Le réalisateur ne perd pas de vue les fondamentaux du jeu de rôle dont il a fait sa spécialité, et l’introduction n’échappe pas à la traditionnelle phase de personnalisation du héros. Sauf que, contrairement à nos habitudes, il n’est pas question ici de définir l’aspect d’Andreas, dont l’allure rappelle Albrecht Dürer, l’un des dessinateurs allemands les plus célèbres de cette époque. Il faut plutôt remplir une sorte de CV qui nous familiarise avec le profil des intellectuels de l’époque. Préférez-vous qu’Andreas soit plutôt doué en latin ou en occultisme ? Qu’il ait étudié la médecine ou la théologie ? Qu’il ait voyagé en Italie ou dans les Flandres pour se former ? Les parcours choisis vont orienter notre partie et ouvrir (ou fermer) le champ des possibles dans les dialogues.

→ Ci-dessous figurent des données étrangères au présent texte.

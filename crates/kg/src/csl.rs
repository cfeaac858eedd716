//! Trade.gov Consolidated Screening List source.
//!
//! Entities reach the emitter as [`EntityRecord`]s. The live pull goes
//! through the cassette-cached client, so CI replays a recorded response
//! and never needs the credential; the API key is looked up from the
//! environment at call time and travels in a header that is excluded from
//! cassette keys and scrubbed from stored cassettes.

use std::collections::BTreeMap;

use fetch::CachedHttpClient;
use serde::Deserialize;
use tracing::info;

use crate::emit::EntityRecord;
use crate::error::KgError;

pub const CSL_SEARCH_URL: &str = "https://data.trade.gov/consolidated_screening_list/v1/search";

/// Environment variable holding the Trade.gov subscription key. A platform
/// secret store should populate it; the value itself never reaches logs,
/// cassettes, or audit payloads.
pub const TRADE_GOV_API_KEY_VAR: &str = "TRADE_GOV_API_KEY";

#[derive(Debug, Deserialize)]
struct CslResponse {
    #[serde(default)]
    results: Vec<CslResult>,
}

#[derive(Debug, Deserialize)]
struct CslResult {
    id: String,
    name: String,
    #[serde(default)]
    source: Option<String>,
    #[serde(default)]
    source_information_url: Option<String>,
    #[serde(default)]
    alt_names: Vec<String>,
}

/// Fetch screening-list entities for the given sources (for example
/// `["EL"]` for the Entity List). Results come back sorted by id so the
/// emitter's inputs are order-independent of the API.
pub async fn fetch_entities(
    client: &CachedHttpClient,
    sources: &[&str],
) -> Result<Vec<EntityRecord>, KgError> {
    let url = format!("{CSL_SEARCH_URL}?sources={}", sources.join(","));
    let mut headers = BTreeMap::new();
    if let Ok(key) = std::env::var(TRADE_GOV_API_KEY_VAR) {
        if !key.is_empty() {
            headers.insert("subscription-key".to_string(), key);
        }
    }
    headers.insert("accept".to_string(), "application/json".to_string());

    let response = client.get(&url, &headers).await?;
    let body: CslResponse = response.json()?;

    let mut entities: Vec<EntityRecord> = body
        .results
        .into_iter()
        .map(|result| EntityRecord {
            entity_id: format!("csl-{}", result.id),
            label: result.name,
            kind: result.source.unwrap_or_else(|| "csl".to_string()),
            source_url: result.source_information_url,
            // Alternate names are descriptive literals downstream, never
            // identity links; keep them sorted for stable emission.
            same_as: {
                let mut names = result.alt_names;
                names.sort();
                names.dedup();
                names
            },
        })
        .collect();
    entities.sort_by(|a, b| a.entity_id.cmp(&b.entity_id));

    info!(count = entities.len(), sources = ?sources, "csl_entities_fetched");
    Ok(entities)
}
//! Bounded exponential backoff for transient upstream failures.
//!
//! Delays double per attempt from `base_delay` up to `max_delay`, with 0-50%
//! jitter so synchronized workers do not hammer a recovering upstream in
//! lockstep. Jitter never feeds canonical output paths.

use std::time::Duration;

#[derive(Debug, Clone, Copy)]
pub struct RetryPolicy {
    pub max_retries: u32,
    pub base_delay: Duration,
    pub max_delay: Duration,
    pub jitter: bool,
}

impl Default for RetryPolicy {
    fn default() -> Self {
        Self {
            max_retries: 3,
            base_delay: Duration::from_millis(200),
            max_delay: Duration::from_secs(10),
            jitter: true,
        }
    }
}

/// Delay before retry number `attempt` (0-based).
pub fn backoff_delay(policy: &RetryPolicy, attempt: u32) -> Duration {
    let base = policy.base_delay.as_millis() as u64;
    let exponential = base.saturating_mul(2u64.saturating_pow(attempt));
    let capped = exponential.min(policy.max_delay.as_millis() as u64);
    if policy.jitter {
        Duration::from_millis(capped + fastrand::u64(0..=capped / 2))
    } else {
        Duration::from_millis(capped)
    }
}

/// Only idempotent methods are replayable and retryable.
pub fn is_idempotent(method: &str) -> bool {
    matches!(
        method.to_ascii_uppercase().as_str(),
        "GET" | "HEAD" | "OPTIONS"
    )
}

#[cfg(test)]
mod tests {
    use super::*;

    #[test]
    fn backoff_doubles_and_caps() {
        let policy = RetryPolicy {
            jitter: false,
            ..Default::default()
        };
        assert_eq!(backoff_delay(&policy, 0), Duration::from_millis(200));
        assert_eq!(backoff_delay(&policy, 1), Duration::from_millis(400));
        assert_eq!(backoff_delay(&policy, 2), Duration::from_millis(800));
        assert_eq!(backoff_delay(&policy, 20), Duration::from_secs(10));
    }

    #[test]
    fn jitter_stays_within_half_delay() {
        let policy = RetryPolicy::default();
        for attempt in 0..5 {
            let base = backoff_delay(
                &RetryPolicy {
                    jitter: false,
                    ..policy
                },
                attempt,
            );
            let jittered = backoff_delay(&policy, attempt);
            assert!(jittered >= base);
            assert!(jittered <= base + base / 2);
        }
    }

    #[test]
    fn idempotent_methods_only() {
        assert!(is_idempotent("GET"));
        assert!(is_idempotent("head"));
        assert!(!is_idempotent("POST"));
        assert!(!is_idempotent("DELETE"));
    }
}
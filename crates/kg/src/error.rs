use thiserror::Error;

#[derive(Debug, Error)]
pub enum KgError {
    #[error("io error: {0}")]
    Io(#[from] std::io::Error),

    #[error("json error: {0}")]
    Json(#[from] serde_json::Error),

    #[error("identifier error: {0}")]
    Id(#[from] ident::IdError),

    #[error("corpus error: {0}")]
    Corpus(#[from] corpus::CorpusError),

    /// A non-canonical IRI reached the emitter output.
    #[error("contract violation: {0}")]
    ContractViolation(String),

    /// Shape non-conformance, provenance gaps, baseline drift, or a
    /// determinism mismatch. Aborts emission.
    #[error("integrity failure: {0}")]
    IntegrityFailure(String),

    #[error("shapes schema version {found:?} does not match validator {expected:?}")]
    ShapesVersionMismatch { expected: String, found: String },

    #[error("baseline drift in {file}: rebuilt bytes differ from tracked baseline")]
    BaselineDrift { file: String },

    #[error("sparql endpoint error: {0}")]
    Endpoint(#[from] fetch::FetchError),

    #[error("sparql response malformed: {0}")]
    EndpointResponse(String),
}
async fn dispatch(cli: Cli) -> i32 {
    let roles = match parse_roles(&cli.roles) {
        Ok(roles) => roles,
        Err(err) => return fail(EXIT_INVALID_INPUT, "roles", &err),
    };
    let ctx = match AppContext::open(&cli.root, &cli.actor, roles) {
        Ok(ctx) => ctx,
        Err(err) => return fail(EXIT_FAILURE, "context", &err),
    };

    match cli.command {
        Command::SnapshotValidate { dir } => {
            gated(&ctx, "snapshot-validate", json!({"dir": dir.file_name().and_then(|n| n.to_str())}), || async {
                let snapshot = corpus::validate_snapshot(&dir)?;
                Ok(json!({
                    "snapshot_id": snapshot.manifest.snapshot_id,
                    "payload_sha256": snapshot.payload_sha256,
                    "records": snapshot.records.len(),
                }))
            })
            .await
        }
        Command::Corpus { command } => corpus_command(&ctx, command).await,
        Command::Kg { command } => kg_command(&ctx, command).await,
        Command::Integrity {
            command: IntegrityCommand::Check { baseline },
        } => {
            gated(&ctx, "integrity check", json!({}), || async {
                let corpus = corpus::load_corpus(&ctx.corpus_dir())?;
                let mut gate = IntegrityGate::new(builtin_shapes());
                if let Some(baseline) = &baseline {
                    gate = gate.with_baseline(baseline);
                }
                let (_, outcome) = gate.run(&corpus, &[], &EmitConfig::from_env())?;
                Ok(serde_json::to_value(outcome)?)
            })
            .await
        }
        Command::Bundle {
            command: BundleCommand::ExportProfiles { out },
        } => {
            gated(&ctx, "bundle export-profiles", json!({}), || async {
                let bundle = json!({
                    "retrieval_profile": RetrievalProfile::from_env(),
                    "rate_limits": {
                        "anonymous": { "rpm": 30, "burst": 10 },
                        "keyed": { "rpm": 120, "burst": 20 },
                    },
                    "schema_versions": {
                        "retrieval_corpus": corpus::RETRIEVAL_SCHEMA_VERSION,
                        "kg": kg::KG_SCHEMA_VERSION,
                        "offline_snapshot": corpus::OFFLINE_MANIFEST_VERSION,
                    },
                });
                if let Some(out) = &out {
                    std::fs::write(out, serde_json::to_vec_pretty(&bundle)?)?;
                }
                Ok(bundle)
            })
            .await
        }
        Command::Eval { command } => eval_command(&ctx, command).await,
        Command::Gc(args) => gc_command(&ctx, args).await,
        Command::Audit { command } => audit_command(&ctx, command).await,
        Command::Policy { command } => policy_command(&ctx, command).await,
        Command::Run {
            snapshot,
            baseline,
            eval_dataset,
            eval_question,
        } => {
            if let Err(err) = ctx.authorize("run", json!({})) {
                return fail(EXIT_DENIED, "run", &err);
            }
            let summary = run_pipeline(
                &ctx,
                &RunOptions {
                    snapshot_dir: snapshot,
                    baseline_dir: baseline,
                    eval_dataset,
                    eval_question,
                    strict: std::env::var_os("STRICT_SNAPSHOT").is_some(),
                },
            )
            .await;
            print_summary(&serde_json::to_value(&summary).unwrap_or_default());
            summary.exit_code
        }
    }
}

async fn corpus_command(ctx: &AppContext, command: CorpusCommand) -> i32 {
    match command {
        CorpusCommand::Build { snapshot } => {
            gated(ctx, "corpus build", json!({}), || async {
                let validated = corpus::validate_snapshot(&snapshot)?;
                let built = corpus::build_corpus(&validated, &corpus::CorpusConfig::default())?;
                corpus::write_corpus(&built, &ctx.corpus_dir())?;
                ctx.audit(
                    governance::AuditEventKind::CorpusBuilt,
                    json!({ "corpus_digest": built.manifest.corpus_digest }),
                )?;
                Ok(json!({
                    "corpus_digest": built.manifest.corpus_digest,
                    "doc_count": built.docs.len(),
                }))
            })
            .await
        }
        CorpusCommand::Validate { strict } => {
            gated(ctx, "corpus validate", json!({"strict": strict}), || async {
                let manifest = corpus::validate_corpus(&ctx.corpus_dir(), strict)?;
                Ok(json!({
                    "corpus_digest": manifest.corpus_digest,
                    "doc_count": manifest.doc_count,
                    "source_ref": manifest.source_ref,
                }))
            })
            .await
        }
        CorpusCommand::Snapshot => {
            gated(ctx, "corpus snapshot", json!({}), || async {
                let loaded = corpus::load_corpus(&ctx.corpus_dir())?;
                let checksums =
                    std::fs::read_to_string(ctx.corpus_dir().join(corpus::CHECKSUMS_FILE))?;
                Ok(json!({
                    "manifest": serde_json::to_value(&loaded.manifest)?,
                    "checksums": checksums.lines().collect::<Vec<_>>(),
                }))
            })
            .await
        }
    }
}

async fn kg_command(ctx: &AppContext, command: KgCommand) -> i32 {
    match command {
        KgCommand::Emit {
            baseline,
            csl_sources,
        } => {
            gated(ctx, "kg emit", json!({"csl_sources": &csl_sources}), || async {
                let corpus = corpus::load_corpus(&ctx.corpus_dir())?;
                let entities = if csl_sources.is_empty() {
                    Vec::new()
                } else {
                    let client = fetch::CachedHttpClient::new(fetch::FetchConfig::from_env(
                        ctx.cache_dir(),
                    ))?;
                    let sources: Vec<&str> = csl_sources.iter().map(String::as_str).collect();
                    kg::fetch_entities(&client, &sources).await?
                };
                let mut gate = IntegrityGate::new(builtin_shapes());
                if let Some(baseline) = &baseline {
                    gate = gate.with_baseline(baseline);
                }
                let (snapshot, outcome) = gate.run(&corpus, &entities, &EmitConfig::from_env())?;
                kg::write_kg(&snapshot, &ctx.kg_dir())?;
                ctx.audit(
                    governance::AuditEventKind::KgEmitted,
                    json!({ "kg_digest": snapshot.digest }),
                )?;
                Ok(json!({
                    "kg_digest": snapshot.digest,
                    "graph": snapshot.graph,
                    "triples": snapshot.triples.len(),
                    "checks": outcome.checks.len(),
                }))
            })
            .await
        }
        KgCommand::Load { endpoint } => {
            gated(ctx, "kg load", json!({"endpoint": endpoint}), || async {
                let manifest = kg::load_manifest(&ctx.kg_dir())?;
                let nquads = std::fs::read_to_string(ctx.kg_dir().join("kg.nq"))?;
                let client = sparql_client(ctx, &endpoint)?;
                let graph = ident::graph_iri(&manifest.digest);
                client.load_graph(&graph, &nquads).await?;
                Ok(json!({ "graph": graph, "kg_digest": manifest.digest }))
            })
            .await
        }
        KgCommand::Serve { endpoint } => {
            if let Err(err) = ctx.authorize("kg serve", json!({})) {
                return fail(EXIT_DENIED, "kg serve", &err);
            }
            match serve(ctx, endpoint).await {
                Ok(()) => EXIT_OK,
                Err(err) => fail(EXIT_FAILURE, "kg serve", &err),
            }
        }
        KgCommand::Query {
            endpoint,
            template,
            iri,
        } => {
            gated(ctx, "kg query", json!({"template": template}), || async {
                let manifest = kg::load_manifest(&ctx.kg_dir())?;
                let graph = ident::graph_iri(&manifest.digest);
                let query = kg::render_template(&template, &graph, &iri)?;
                let client = sparql_client(ctx, &endpoint)?;
                let results = client.query(&query).await?;
                Ok(json!({ "template": template, "graph": graph, "results": results }))
            })
            .await
        }
    }
}
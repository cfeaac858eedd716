//! Canonical IRI minting and the closed legacy-alias table.
//!
//! Section IRIs are minted from canonical section ids with strict RFC 3986
//! percent-encoding (everything outside the unreserved set is escaped), so
//! an IRI is a pure function of its id. The alias table exists only for
//! backward reads: emission code never consults it, and unknown IRIs pass
//! through [`canonicalize_iri`] unchanged.

use std::collections::HashMap;

use once_cell::sync::Lazy;
use percent_encoding::{percent_decode_str, utf8_percent_encode, AsciiSet, NON_ALPHANUMERIC};

use crate::error::IdError;
use crate::section::is_canonical_id;

/// Schema term namespace.
pub const SCHEMA_NS: &str = "https://ear.example.org/schema#";
/// Resource namespace.
pub const RESOURCE_NS: &str = "https://ear.example.org/resource/";
/// Entity namespace.
pub const ENTITY_NS: &str = "https://ear.example.org/entity/";
/// Named-graph namespace.
pub const GRAPH_NS: &str = "https://ear.example.org/graph/";
/// Moving "latest" graph pointer. Never an identity; the digest graph is.
pub const MAIN_GRAPH_IRI: &str = "https://ear.example.org/graph/main";
/// Prefix shared by all section resource IRIs.
pub const SECTION_RESOURCE_PREFIX: &str = "https://ear.example.org/resource/ear/section/";

// RFC 3986 unreserved characters stay literal; everything else is escaped.
const STRICT_SEGMENT: &AsciiSet = &NON_ALPHANUMERIC
    .remove(b'-')
    .remove(b'.')
    .remove(b'_')
    .remove(b'~');

// Legacy namespace prefixes from the pre-canonical emitter. The table is
// closed: emissions mint canonical IRIs directly and never extend it.
static LEGACY_ALIASES: Lazy<HashMap<&'static str, &'static str>> = Lazy::new(|| {
    HashMap::from([
        (
            "https://ear.example.org/resource/section/",
            SECTION_RESOURCE_PREFIX,
        ),
        (
            "http://ear.example.org/resource/ear/section/",
            SECTION_RESOURCE_PREFIX,
        ),
        ("https://ear.example.org/vocab#", SCHEMA_NS),
    ])
});

/// Mint the canonical IRI for a canonical section id.
///
/// # Errors
///
/// [`IdError::InvalidId`] when `section_id` is not already canonical; this
/// function never normalizes on the caller's behalf.
pub fn build_section_iri(section_id: &str) -> Result<String, IdError> {
    if !is_canonical_id(section_id) {
        return Err(IdError::invalid(section_id));
    }
    let encoded = utf8_percent_encode(section_id, STRICT_SEGMENT);
    Ok(format!("{SECTION_RESOURCE_PREFIX}{encoded}"))
}

/// Mint the canonical IRI for a retrieval doc id, which may carry a
/// `#pNNNN` anchor. The anchor's `#` is percent-encoded so the IRI stays a
/// single opaque resource name rather than an IRI-with-fragment.
pub fn build_doc_iri(doc_id: &str) -> Result<String, IdError> {
    let (section, anchor) = crate::section::split_doc_id(doc_id);
    if !is_canonical_id(section) {
        return Err(IdError::invalid(doc_id));
    }
    if doc_id.contains('#') && anchor.is_none() {
        return Err(IdError::anchor(doc_id));
    }
    let encoded = utf8_percent_encode(doc_id, STRICT_SEGMENT);
    Ok(format!("{SECTION_RESOURCE_PREFIX}{encoded}"))
}

/// Named-graph IRI for a KG snapshot digest.
pub fn graph_iri(snapshot_digest: &str) -> String {
    format!("{GRAPH_NS}kg/{snapshot_digest}")
}

/// Map a legacy IRI onto its canonical equivalent.
///
/// Lookup is against the closed alias table; unknown IRIs pass through
/// unchanged, which makes the function idempotent and safe to apply to
/// already-canonical input.
pub fn canonicalize_iri(iri: &str) -> String {
    for (legacy, canonical) in LEGACY_ALIASES.iter() {
        if let Some(local) = iri.strip_prefix(legacy) {
            return format!("{canonical}{local}");
        }
    }
    iri.to_string()
}

/// Recover the canonical section id from a section IRI, for grounding
/// checks. Returns `None` for IRIs outside the section namespace or whose
/// decoded local name is not a canonical id.
pub fn section_id_from_iri(iri: &str) -> Option<String> {
    let canonical = canonicalize_iri(iri);
    let local = canonical.strip_prefix(SECTION_RESOURCE_PREFIX)?;
    let decoded = percent_decode_str(local).decode_utf8().ok()?;
    if is_canonical_id(&decoded) {
        Some(decoded.into_owned())
    } else {
        None
    }
}

#[cfg(test)]
mod tests {
    use super::*;

    #[test]
    fn section_iri_percent_encodes_parens() {
        let iri = build_section_iri("EAR-736.2(b)").unwrap();
        assert_eq!(
            iri,
            "https://ear.example.org/resource/ear/section/EAR-736.2%28b%29"
        );
    }

    #[test]
    fn non_canonical_id_refused() {
        assert!(build_section_iri("736.2(b)").is_err());
        assert!(build_section_iri("EAR-736.2(B)").is_err());
    }

    #[test]
    fn legacy_alias_rewrites_to_canonical() {
        let legacy = "https://ear.example.org/resource/section/EAR-736.2%28b%29";
        let canonical = canonicalize_iri(legacy);
        assert_eq!(
            canonical,
            "https://ear.example.org/resource/ear/section/EAR-736.2%28b%29"
        );
        // Idempotent: a second pass is a no-op.
        assert_eq!(canonicalize_iri(&canonical), canonical);
    }

    #[test]
    fn unknown_iri_passes_through() {
        let iri = "https://www.federalregister.gov/documents/2024/01/01/example";
        assert_eq!(canonicalize_iri(iri), iri);
    }

    #[test]
    fn section_id_recovered_from_legacy_and_canonical() {
        let canonical = build_section_iri("EAR-736.2(b)").unwrap();
        assert_eq!(
            section_id_from_iri(&canonical).as_deref(),
            Some("EAR-736.2(b)")
        );
        let legacy = "https://ear.example.org/resource/section/EAR-736.2%28b%29";
        assert_eq!(section_id_from_iri(legacy).as_deref(), Some("EAR-736.2(b)"));
        assert_eq!(section_id_from_iri("https://example.com/x"), None);
    }

    #[test]
    fn doc_iri_encodes_anchor_hash() {
        let iri = build_doc_iri("EAR-736.2(b)#p0007").unwrap();
        assert_eq!(
            iri,
            "https://ear.example.org/resource/ear/section/EAR-736.2%28b%29%23p0007"
        );
        assert!(build_doc_iri("EAR-736.2(b)#px").is_err());
    }

    #[test]
    fn graph_iri_embeds_digest() {
        let iri = graph_iri("abc123");
        assert_eq!(iri, "https://ear.example.org/graph/kg/abc123");
        assert_ne!(iri, MAIN_GRAPH_IRI);
    }
}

Leur déroulement s’apparente à celui d’une bande dessinée interactive : les mots écrits à la plume s’affichent dans des bulles. Durant chaque discussion, les questions ou réactions nous sont suggérées. A nous de choisir les plus adaptées.
Les dialogues sont motivés par une enquête après un meurtre. Notre artiste bavarois cherche à identifier les suspects et à démasquer le coupable en interrogeant les habitants d’un village et d’un monastère, comme dans un roman d’Agatha Christie. A la manière du roman Le Nom de la rose, d’Umberto Eco, roman policier transposé au Moyen Age, l’anachronisme permet au joueur d’appréhender une époque aux coutumes très différentes des nôtres. A nous de nous adapter à ce contexte socioculturel très dépaysant, dont l’authenticité est l’une des grandes préoccupations de l’équipe de Pentiment, qui s’est adjoint les services de trois historiens.
L’enquête de voisinage tourne mal
Notre partie est rythmée par une rencontre d’une vingtaine de minutes avec la veuve Kemperyn, une femme au caractère exécrable qui passe son temps à nous rabrouer et à blasphémer. Face à son manque de coopération, nous tentons de l’amadouer en ramassant du bois pour elle, ce qui offre l’occasion de nous détendre avec une phase de mini-jeu.
Malheureusement, cela ne fonctionne pas. Impossible de tirer les vers du nez de la veuve, qui nous expose tout de même les circonstances tragiques à l’origine de son amertume. Nous nous rendons compte a posteriori que, durant l’échange, notre hâte à presser la pauvre femme pour obtenir son témoignage n’a fait que heurter ses sentiments. Pire, notre maladresse s’est vue signifier par une notification que nos actions auront des conséquences pour la suite de l’aventure.
A côté de nous, un de nos confrères qui a choisi un autre chemin se fait copieusement rudoyer par un forgeron. Mettre à l’épreuve notre volonté, nous faire ressentir de la déception face à des interlocuteurs qui ne se préoccupent pas de nous, augmente paradoxalement le réalisme de ce monde de papier.
Dans Pentiment, les personnages non-joueurs (PNJ) ne semblent pas uniquement présents pour nous récompenser avec des informations ou des objets utiles accordés régulièrement pour maintenir notre attention. Les villageois rencontrés ont beau être des gens ordinaires, ce sont des êtres de valeur à la psychologie travaillée. Chacun est un petit puzzle qu’il faut déchiffrer en prenant compte de son statut social et de ses motivations. Voilà qui représente le jeu de rôle vidéoludique (généralement désigné par l’acronyme RPG, pour « role playing game ») sous sa forme la plus mature et fascinante.
La démonstration organisée par Microsoft ayant été strictement limitée à trente minutes, impossible de savoir si Pentiment maintient une telle densité tout au long du récit, qui s’étale sur vingt-cinq ans. Reste que son mélange de cérébralité et d’humour en fait l’une des œuvres les plus singulières entrevues à la Gamescom 2022. Et assurément l’une des plus prometteuses de l’année.